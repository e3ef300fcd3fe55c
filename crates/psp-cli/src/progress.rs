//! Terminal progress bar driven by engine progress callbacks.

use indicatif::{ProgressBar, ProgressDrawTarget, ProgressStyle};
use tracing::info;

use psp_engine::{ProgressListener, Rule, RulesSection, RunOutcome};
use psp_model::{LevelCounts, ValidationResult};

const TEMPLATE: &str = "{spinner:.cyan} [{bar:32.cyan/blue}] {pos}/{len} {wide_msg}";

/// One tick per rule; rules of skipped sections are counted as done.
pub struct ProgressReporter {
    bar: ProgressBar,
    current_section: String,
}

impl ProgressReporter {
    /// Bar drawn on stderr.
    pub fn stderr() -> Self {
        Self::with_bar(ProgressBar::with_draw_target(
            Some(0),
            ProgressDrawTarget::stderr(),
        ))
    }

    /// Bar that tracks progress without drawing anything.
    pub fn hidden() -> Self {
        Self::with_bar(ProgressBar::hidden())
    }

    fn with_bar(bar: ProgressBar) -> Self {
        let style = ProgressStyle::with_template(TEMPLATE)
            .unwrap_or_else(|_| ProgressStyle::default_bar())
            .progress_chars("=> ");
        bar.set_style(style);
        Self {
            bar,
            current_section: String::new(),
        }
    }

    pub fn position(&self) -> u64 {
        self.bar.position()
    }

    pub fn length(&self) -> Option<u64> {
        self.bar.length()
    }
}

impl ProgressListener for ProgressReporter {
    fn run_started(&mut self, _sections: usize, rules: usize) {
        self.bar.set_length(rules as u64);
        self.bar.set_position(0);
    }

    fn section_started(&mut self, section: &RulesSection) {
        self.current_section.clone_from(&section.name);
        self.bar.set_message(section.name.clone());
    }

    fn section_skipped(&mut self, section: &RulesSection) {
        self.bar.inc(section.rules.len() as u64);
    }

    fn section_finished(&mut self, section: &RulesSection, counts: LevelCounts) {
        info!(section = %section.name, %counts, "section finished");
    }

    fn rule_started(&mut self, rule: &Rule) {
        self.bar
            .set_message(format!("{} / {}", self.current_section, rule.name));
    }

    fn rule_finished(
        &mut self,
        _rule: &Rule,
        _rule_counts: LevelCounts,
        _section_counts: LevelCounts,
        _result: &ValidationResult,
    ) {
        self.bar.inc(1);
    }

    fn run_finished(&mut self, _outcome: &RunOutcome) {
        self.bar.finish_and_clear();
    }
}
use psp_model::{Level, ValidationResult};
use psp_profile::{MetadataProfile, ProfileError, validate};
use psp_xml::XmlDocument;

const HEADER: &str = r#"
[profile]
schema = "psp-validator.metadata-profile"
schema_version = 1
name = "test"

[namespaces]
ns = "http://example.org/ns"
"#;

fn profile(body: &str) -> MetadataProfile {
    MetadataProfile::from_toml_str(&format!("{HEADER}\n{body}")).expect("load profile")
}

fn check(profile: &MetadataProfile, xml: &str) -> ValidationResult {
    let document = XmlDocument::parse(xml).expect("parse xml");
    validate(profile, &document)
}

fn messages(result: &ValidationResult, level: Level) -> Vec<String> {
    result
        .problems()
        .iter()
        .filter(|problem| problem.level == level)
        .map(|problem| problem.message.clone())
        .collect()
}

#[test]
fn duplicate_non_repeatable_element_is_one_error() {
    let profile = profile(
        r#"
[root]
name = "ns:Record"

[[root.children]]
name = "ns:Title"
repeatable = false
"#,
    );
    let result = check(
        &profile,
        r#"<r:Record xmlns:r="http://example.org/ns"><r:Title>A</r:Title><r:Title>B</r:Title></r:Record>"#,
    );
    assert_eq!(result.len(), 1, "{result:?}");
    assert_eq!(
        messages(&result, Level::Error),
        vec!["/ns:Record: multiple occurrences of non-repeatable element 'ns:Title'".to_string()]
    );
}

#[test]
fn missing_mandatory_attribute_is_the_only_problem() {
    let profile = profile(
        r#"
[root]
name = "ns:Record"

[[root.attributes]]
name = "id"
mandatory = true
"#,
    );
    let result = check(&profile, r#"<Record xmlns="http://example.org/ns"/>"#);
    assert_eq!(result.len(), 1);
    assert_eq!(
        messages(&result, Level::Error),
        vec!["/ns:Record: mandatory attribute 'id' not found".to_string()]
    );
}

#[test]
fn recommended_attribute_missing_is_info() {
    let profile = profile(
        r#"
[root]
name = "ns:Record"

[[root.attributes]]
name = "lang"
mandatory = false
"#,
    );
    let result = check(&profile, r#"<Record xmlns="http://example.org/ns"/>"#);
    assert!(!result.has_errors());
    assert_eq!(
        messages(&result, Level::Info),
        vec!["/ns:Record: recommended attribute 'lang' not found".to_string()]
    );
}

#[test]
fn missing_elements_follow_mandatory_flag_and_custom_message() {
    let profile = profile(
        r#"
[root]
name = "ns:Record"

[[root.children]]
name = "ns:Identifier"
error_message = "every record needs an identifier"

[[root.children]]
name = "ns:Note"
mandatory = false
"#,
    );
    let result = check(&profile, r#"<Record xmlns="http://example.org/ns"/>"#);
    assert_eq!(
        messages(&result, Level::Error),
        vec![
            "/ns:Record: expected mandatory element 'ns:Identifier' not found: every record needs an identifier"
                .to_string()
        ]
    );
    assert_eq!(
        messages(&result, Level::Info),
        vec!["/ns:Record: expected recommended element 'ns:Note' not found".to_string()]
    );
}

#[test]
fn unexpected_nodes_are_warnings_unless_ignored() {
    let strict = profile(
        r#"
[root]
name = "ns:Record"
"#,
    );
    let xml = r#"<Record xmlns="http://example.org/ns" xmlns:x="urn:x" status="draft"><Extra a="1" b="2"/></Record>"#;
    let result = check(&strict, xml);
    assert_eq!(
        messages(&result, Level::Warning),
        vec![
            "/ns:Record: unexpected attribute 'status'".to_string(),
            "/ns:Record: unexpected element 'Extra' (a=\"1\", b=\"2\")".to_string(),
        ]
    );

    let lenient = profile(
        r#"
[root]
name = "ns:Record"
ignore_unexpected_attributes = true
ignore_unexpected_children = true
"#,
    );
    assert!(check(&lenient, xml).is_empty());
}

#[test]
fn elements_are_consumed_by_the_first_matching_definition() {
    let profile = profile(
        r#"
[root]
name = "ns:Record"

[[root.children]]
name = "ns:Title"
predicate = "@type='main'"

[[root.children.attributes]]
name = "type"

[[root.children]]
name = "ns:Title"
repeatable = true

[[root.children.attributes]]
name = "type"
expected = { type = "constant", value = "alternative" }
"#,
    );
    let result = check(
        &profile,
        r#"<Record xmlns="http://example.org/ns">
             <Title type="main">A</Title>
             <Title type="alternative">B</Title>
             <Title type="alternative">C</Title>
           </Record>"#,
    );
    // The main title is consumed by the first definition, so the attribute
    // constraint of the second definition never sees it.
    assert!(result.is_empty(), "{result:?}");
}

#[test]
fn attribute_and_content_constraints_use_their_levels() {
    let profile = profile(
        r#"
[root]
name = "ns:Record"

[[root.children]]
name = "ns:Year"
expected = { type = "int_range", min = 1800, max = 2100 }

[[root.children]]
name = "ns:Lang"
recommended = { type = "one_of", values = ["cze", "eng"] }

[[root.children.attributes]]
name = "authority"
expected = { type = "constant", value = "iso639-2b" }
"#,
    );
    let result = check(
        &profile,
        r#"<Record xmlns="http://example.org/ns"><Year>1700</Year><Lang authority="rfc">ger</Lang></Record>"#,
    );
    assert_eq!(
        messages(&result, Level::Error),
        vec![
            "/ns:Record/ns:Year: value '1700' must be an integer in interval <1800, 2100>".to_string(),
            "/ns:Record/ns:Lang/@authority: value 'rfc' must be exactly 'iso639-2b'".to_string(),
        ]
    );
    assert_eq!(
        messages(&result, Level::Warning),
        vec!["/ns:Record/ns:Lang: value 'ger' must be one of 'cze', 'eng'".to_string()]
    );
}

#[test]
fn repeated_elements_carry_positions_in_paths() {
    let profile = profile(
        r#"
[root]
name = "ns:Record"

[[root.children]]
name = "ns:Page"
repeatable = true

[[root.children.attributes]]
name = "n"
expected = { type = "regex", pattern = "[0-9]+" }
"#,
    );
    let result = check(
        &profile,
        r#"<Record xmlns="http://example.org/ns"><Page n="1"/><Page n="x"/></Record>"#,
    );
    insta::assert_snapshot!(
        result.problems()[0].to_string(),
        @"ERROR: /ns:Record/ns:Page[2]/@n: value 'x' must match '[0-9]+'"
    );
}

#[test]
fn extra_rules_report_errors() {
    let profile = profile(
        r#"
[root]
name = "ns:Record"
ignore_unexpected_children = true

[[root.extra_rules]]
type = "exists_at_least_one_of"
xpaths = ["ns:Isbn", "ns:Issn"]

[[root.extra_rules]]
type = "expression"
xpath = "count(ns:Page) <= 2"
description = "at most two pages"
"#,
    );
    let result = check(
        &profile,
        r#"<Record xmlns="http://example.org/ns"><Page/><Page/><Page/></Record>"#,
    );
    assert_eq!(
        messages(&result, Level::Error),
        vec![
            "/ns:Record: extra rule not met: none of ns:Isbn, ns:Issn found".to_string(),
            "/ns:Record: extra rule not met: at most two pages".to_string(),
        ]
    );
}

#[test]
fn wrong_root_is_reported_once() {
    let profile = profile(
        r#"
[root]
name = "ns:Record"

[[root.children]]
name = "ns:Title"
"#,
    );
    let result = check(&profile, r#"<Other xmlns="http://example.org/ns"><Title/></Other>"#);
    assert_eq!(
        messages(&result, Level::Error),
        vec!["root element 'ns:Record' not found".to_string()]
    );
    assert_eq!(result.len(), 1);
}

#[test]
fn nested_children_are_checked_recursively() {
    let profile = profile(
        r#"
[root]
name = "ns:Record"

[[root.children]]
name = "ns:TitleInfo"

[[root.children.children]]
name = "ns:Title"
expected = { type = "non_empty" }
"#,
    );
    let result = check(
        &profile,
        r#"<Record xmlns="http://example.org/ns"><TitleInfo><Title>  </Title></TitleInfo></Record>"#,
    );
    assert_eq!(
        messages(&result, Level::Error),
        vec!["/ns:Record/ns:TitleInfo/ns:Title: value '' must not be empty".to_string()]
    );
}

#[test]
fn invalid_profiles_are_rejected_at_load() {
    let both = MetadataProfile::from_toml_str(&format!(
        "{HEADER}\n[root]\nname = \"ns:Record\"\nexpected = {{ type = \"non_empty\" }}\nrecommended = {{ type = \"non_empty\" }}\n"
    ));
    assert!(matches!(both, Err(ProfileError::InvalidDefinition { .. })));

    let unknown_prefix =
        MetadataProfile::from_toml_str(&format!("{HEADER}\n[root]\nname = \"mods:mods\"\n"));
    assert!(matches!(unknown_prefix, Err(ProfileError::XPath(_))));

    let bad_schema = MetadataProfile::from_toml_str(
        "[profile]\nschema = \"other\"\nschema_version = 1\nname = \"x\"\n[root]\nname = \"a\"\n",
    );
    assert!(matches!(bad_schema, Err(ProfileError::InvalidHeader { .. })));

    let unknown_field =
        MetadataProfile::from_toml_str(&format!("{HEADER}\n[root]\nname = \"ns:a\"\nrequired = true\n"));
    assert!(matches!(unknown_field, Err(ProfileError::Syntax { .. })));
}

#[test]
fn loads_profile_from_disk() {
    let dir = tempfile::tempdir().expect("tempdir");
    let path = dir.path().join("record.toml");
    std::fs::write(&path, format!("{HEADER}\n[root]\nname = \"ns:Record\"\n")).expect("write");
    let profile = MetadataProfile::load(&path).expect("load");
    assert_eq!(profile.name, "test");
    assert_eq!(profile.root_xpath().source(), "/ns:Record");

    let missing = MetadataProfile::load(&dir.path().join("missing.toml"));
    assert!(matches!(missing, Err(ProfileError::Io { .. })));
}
============
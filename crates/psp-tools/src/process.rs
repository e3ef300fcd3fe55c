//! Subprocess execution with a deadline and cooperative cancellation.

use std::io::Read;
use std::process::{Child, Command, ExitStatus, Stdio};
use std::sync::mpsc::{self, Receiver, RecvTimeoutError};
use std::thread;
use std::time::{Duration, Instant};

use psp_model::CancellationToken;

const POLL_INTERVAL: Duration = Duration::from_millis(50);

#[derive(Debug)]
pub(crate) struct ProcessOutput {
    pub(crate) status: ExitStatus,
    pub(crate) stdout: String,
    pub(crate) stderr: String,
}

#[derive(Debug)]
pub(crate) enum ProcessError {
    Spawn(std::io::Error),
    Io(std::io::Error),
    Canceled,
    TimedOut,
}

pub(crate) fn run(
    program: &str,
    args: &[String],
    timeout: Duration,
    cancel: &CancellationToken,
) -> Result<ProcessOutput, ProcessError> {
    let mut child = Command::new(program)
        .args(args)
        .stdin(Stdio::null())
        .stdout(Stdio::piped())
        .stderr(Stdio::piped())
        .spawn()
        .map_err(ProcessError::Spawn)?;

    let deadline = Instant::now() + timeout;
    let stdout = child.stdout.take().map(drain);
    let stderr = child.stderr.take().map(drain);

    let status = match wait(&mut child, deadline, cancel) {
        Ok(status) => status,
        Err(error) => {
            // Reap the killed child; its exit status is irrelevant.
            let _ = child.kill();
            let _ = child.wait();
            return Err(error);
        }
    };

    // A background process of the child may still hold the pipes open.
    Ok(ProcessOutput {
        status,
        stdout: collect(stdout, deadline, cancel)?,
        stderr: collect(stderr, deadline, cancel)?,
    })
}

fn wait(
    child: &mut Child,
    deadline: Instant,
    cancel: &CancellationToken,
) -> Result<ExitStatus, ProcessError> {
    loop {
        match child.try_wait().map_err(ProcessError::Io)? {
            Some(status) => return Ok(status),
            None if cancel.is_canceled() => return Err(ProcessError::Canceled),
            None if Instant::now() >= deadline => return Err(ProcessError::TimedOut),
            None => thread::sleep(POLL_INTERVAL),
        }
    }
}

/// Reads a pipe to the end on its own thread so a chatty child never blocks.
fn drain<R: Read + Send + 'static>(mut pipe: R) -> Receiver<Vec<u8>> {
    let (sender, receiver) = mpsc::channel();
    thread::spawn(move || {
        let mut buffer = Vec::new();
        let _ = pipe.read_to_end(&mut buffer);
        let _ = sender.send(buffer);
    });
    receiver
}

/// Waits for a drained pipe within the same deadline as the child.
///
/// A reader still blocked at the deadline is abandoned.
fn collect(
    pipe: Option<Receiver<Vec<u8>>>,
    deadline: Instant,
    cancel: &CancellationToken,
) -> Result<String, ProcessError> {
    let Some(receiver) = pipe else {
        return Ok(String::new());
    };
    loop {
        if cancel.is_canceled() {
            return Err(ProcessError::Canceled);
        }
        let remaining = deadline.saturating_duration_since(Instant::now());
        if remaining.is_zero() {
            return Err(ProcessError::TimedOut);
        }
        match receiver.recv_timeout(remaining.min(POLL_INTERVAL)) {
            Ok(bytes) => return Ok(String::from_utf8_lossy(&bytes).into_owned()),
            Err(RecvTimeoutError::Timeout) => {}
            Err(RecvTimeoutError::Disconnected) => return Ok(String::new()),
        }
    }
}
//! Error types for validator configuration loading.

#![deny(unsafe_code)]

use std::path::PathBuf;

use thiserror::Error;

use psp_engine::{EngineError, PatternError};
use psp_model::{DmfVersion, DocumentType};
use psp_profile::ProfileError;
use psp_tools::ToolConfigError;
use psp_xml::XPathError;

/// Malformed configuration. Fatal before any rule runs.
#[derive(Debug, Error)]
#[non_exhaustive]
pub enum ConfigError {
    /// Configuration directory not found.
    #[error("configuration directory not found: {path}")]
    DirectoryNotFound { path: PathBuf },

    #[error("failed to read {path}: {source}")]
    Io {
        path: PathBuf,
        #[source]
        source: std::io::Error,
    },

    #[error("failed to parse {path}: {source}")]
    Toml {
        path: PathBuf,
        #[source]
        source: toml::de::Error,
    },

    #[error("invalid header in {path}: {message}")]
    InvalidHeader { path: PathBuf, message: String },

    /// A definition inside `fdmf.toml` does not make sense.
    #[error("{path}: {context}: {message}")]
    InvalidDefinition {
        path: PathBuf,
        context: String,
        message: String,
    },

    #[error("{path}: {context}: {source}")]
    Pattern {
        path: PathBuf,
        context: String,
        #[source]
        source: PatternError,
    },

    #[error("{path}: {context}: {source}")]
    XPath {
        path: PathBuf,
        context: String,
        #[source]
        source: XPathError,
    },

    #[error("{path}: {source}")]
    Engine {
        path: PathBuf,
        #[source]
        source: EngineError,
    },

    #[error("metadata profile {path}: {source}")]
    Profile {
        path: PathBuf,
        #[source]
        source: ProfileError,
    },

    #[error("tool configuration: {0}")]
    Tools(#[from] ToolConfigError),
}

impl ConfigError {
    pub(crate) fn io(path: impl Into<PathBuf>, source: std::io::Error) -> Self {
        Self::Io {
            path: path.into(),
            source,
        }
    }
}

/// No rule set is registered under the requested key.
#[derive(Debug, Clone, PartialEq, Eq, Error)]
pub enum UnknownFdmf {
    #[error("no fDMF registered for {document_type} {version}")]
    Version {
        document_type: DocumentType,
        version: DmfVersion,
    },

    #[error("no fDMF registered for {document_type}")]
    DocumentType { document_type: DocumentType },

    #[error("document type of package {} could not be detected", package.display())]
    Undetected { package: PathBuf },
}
============
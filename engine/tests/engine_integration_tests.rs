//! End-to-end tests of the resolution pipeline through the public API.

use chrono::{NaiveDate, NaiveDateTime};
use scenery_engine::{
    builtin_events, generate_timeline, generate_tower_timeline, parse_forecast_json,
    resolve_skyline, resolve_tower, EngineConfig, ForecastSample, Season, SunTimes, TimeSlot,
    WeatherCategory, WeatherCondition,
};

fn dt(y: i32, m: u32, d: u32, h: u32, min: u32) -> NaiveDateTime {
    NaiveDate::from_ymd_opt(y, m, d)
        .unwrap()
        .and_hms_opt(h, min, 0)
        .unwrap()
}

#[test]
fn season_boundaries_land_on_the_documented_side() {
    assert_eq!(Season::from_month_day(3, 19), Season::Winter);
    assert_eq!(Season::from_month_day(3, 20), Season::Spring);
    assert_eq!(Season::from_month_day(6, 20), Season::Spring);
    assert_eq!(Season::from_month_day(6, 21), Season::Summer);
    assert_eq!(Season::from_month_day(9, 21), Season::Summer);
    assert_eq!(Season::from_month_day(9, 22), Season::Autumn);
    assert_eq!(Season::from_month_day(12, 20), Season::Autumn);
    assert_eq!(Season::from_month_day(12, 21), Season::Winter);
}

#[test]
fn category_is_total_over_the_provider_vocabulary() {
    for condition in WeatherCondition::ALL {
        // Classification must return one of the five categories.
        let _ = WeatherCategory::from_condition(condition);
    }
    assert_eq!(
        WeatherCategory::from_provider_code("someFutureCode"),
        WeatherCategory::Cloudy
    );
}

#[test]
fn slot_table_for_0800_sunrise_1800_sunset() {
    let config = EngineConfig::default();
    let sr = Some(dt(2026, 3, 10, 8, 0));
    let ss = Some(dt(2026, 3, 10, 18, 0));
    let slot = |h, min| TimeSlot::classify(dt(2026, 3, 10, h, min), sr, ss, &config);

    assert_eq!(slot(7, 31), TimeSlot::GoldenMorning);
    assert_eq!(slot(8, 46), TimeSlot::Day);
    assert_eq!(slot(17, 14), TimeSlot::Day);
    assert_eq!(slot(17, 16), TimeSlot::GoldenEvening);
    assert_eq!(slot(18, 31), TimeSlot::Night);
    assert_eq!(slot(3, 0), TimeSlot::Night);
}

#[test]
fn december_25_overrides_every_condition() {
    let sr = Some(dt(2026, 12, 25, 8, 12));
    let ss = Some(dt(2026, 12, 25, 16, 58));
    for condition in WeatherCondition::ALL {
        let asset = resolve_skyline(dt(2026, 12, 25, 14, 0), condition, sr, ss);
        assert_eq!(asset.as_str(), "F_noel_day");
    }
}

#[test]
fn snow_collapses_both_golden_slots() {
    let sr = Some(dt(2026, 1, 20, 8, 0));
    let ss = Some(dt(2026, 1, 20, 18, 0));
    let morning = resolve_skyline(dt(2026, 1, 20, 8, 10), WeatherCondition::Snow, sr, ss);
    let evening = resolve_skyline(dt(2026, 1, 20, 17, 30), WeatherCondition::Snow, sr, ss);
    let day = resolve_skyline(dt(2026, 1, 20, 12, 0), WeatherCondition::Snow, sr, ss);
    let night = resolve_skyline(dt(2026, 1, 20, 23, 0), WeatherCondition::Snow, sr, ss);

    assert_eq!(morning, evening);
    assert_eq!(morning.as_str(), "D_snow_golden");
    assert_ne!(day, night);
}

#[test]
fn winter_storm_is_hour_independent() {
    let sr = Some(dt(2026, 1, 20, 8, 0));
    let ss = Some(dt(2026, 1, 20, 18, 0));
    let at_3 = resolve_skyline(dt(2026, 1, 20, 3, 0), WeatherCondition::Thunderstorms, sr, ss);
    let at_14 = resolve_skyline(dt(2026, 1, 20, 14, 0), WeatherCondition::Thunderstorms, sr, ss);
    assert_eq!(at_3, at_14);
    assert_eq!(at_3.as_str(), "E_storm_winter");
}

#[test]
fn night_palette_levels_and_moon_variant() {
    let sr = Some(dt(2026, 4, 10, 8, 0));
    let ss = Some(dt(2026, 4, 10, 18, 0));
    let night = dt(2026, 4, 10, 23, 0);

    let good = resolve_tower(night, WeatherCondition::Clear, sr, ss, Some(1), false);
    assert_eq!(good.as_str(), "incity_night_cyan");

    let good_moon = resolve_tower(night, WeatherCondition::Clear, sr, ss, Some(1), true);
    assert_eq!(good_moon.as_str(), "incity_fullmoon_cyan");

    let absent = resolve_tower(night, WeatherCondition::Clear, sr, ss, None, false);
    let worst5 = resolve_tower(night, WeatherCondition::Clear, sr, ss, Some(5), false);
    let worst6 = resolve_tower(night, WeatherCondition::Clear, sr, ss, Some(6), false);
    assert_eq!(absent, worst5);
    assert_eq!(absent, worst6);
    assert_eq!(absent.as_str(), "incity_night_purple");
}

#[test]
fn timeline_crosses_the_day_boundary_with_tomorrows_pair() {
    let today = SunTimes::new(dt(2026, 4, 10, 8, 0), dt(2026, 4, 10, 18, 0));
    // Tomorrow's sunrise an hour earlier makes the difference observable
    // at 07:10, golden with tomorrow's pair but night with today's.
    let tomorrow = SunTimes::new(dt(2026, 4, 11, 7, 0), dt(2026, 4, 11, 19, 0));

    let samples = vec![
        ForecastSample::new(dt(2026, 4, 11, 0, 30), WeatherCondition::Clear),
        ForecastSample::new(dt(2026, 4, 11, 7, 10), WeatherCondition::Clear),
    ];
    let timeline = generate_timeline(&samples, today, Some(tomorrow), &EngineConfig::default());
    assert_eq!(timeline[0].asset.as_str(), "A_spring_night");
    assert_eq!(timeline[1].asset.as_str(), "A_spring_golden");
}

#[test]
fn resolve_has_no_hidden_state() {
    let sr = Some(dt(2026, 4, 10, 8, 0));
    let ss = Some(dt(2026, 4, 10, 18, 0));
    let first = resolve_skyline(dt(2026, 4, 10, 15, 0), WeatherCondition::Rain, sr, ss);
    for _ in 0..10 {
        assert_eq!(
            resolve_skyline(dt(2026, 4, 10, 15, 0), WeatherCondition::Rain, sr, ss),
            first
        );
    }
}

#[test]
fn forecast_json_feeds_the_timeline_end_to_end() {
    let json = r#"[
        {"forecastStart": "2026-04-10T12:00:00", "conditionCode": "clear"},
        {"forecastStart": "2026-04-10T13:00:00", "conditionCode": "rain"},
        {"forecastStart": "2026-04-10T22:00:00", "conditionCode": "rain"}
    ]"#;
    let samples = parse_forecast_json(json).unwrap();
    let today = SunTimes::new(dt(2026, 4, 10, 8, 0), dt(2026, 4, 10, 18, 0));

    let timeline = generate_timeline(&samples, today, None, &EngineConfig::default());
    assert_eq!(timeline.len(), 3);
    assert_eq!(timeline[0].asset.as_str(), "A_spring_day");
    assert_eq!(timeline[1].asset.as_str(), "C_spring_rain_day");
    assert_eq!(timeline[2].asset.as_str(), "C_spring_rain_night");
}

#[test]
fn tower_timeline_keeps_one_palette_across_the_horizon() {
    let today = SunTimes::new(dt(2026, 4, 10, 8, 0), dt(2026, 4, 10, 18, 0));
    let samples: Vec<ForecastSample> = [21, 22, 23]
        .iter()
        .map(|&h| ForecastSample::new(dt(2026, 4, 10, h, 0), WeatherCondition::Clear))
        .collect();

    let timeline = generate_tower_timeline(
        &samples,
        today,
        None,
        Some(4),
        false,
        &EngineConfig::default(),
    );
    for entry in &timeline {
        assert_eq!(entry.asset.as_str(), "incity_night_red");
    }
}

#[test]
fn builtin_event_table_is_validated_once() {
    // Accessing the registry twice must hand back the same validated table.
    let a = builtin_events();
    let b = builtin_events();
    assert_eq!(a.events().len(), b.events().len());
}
============
#### Task objective:
Give again exactly, and only, the lines above starting at the one with "#![deny(unsafe_code)]" and ending at the one with "pub enum ConfigError".

#### Task solution:
#![deny(unsafe_code)]

use std::path::PathBuf;

use thiserror::Error;

use psp_engine::{EngineError, PatternError};
use psp_model::{DmfVersion, DocumentType};
use psp_profile::ProfileError;
use psp_tools::ToolConfigError;
use psp_xml::XPathError;

/// Malformed configuration. Fatal before any rule runs.
#[derive(Debug, Error)]
#[non_exhaustive]
pub enum ConfigError {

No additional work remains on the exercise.